Department of Obstetrics and Gynecology, Weill Medical College of Cornell University, New York, New York, USA.
Curr Opin Obstet Gynecol. 2010 Apr;22(2):135-8. doi: 10.1097/GCO.0b013e3283374a9f.
First-trimester risk assessment has now become sophisticated and of increasing relevance and applicability to decision-making by pregnant woman about invasive diagnosis. Ethics is an essential dimension of understanding this relevance and applicability. This paper addresses the ethical dimensions of first-trimester risk assessment for trisomy 21.
It is now well established in the ethics and law of the informed consent process that physicians are obligated to offer to patients all medically reasonable alternatives for managing the patient's condition. This disclosure should be guided by the reasonable person standard: the physician should provide clinically important information about the patient's condition or diagnosis, the medically reasonable alternatives for managing it, and the clinical benefits and risks of each such alternative.

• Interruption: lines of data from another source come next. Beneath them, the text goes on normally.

//! Tree Views
//!
//! Owned, serialisable copies of the navigation tree for consumers that must
//! not hold the navigator's lock (printing, JSON output, subscribers on other
//! threads).

use crate::tree::{NavigationNode, NavigationTree, NodeKind};
use crate::types::NodeId;
use chrono::{DateTime, Utc};
use serde::{Deserialize, Serialize};
use std::path::PathBuf;

/// Snapshot of every root and its descendants.
#[derive(Debug, Clone, PartialEq, Eq, Serialize, Deserialize)]
pub struct TreeSnapshot {
    /// Filter pattern in effect when the snapshot was taken
    pub filter: String,
    pub roots: Vec<NodeSnapshot>,
}

#[derive(Debug, Clone, PartialEq, Eq, Serialize, Deserialize)]
pub struct NodeSnapshot {
    pub id: NodeId,
    pub path: PathBuf,
    pub name: String,
    pub kind: NodeKind,
    pub visible: bool,
    pub selected: bool,
    #[serde(skip_serializing_if = "Option::is_none")]
    pub size: Option<u64>,
    #[serde(skip_serializing_if = "Option::is_none")]
    pub modified: Option<DateTime<Utc>>,
    /// Files first (descending order), then subdirectories
    #[serde(default, skip_serializing_if = "Vec::is_empty")]
    pub children: Vec<NodeSnapshot>,
}

impl TreeSnapshot {
    pub fn capture(tree: &NavigationTree, filter: &str) -> Self {
        Self {
            filter: filter.to_string(),
            roots: tree
                .roots()
                .iter()
                .filter_map(|id| NodeSnapshot::capture(tree, *id))
                .collect(),
        }
    }

    /// Copy without hidden nodes. Roots are always kept.
    pub fn visible_only(&self) -> Self {
        Self {
            filter: self.filter.clone(),
            roots: self
                .roots
                .iter()
                .map(|root| {
                    let mut root = root.clone();
                    root.prune_hidden();
                    root
                })
                .collect(),
        }
    }

    /// Total number of nodes in the snapshot.
    pub fn node_count(&self) -> usize {
        self.roots.iter().map(NodeSnapshot::node_count).sum()
    }
}

impl NodeSnapshot {
    pub fn capture(tree: &NavigationTree, id: NodeId) -> Option<Self> {
        let node = tree.node(id)?;
        let header = node.header();
        let (size, modified, children) = match node {
            NavigationNode::File(file) => (Some(file.info.size), file.info.modified, Vec::new()),
            NavigationNode::Folder(folder) => (
                None,
                folder.info.modified,
                folder
                    .children()
                    .filter_map(|child| NodeSnapshot::capture(tree, child))
                    .collect(),
            ),
        };
        Some(Self {
            id,
            path: header.full_name.clone(),
            name: header.name.clone(),
            kind: node.kind(),
            visible: header.is_visible,
            selected: header.is_selected,
            size,
            modified,
            children,
        })
    }

    pub fn node_count(&self) -> usize {
        1 + self.children.iter().map(NodeSnapshot::node_count).sum::<usize>()
    }

    fn prune_hidden(&mut self) {
        self.children.retain(|child| child.visible);
        for child in &mut self.children {
            child.prune_hidden();
        }
    }
}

On the basis of the ethics of informed consent, we argue that routinely offering first-trimester risk assessment in centers qualified to provide it is ethically obligatory. We describe how pregnant women can be expected to respond to this offer. We then argue that routinely withholding the results of first-trimester risk assessment is ethically unjustified. The ethics of informed consent is an essential dimension of first-trimester risk assessment for trisomy 21.
目前,早孕期风险评估已经变得复杂,并且对于孕妇是否选择侵入性诊断具有越来越重要的意义和适用性。伦理学是理解这种相关性和适用性的一个重要维度。本文讨论了唐氏综合征 21 三体早孕期风险评估的伦理维度。
在知情同意过程的伦理学和法律中,医生有义务向患者提供所有合理的医学选择来管理患者的病情。这种披露应遵循合理人标准:医生应提供关于患者病情或诊断、管理病情的合理医学选择以及每种选择的临床获益和风险的重要信息。
根据知情同意的伦理学,我们认为,在有资格提供这种评估的中心常规提供早孕期风险评估在伦理上是强制性的。我们描述了孕妇可能会如何回应这一要求。然后我们认为,常规地隐瞒早孕期风险评估的结果在伦理上是不合理的。知情同意的伦理学是唐氏综合征 21 三体早孕期风险评估的一个重要维度。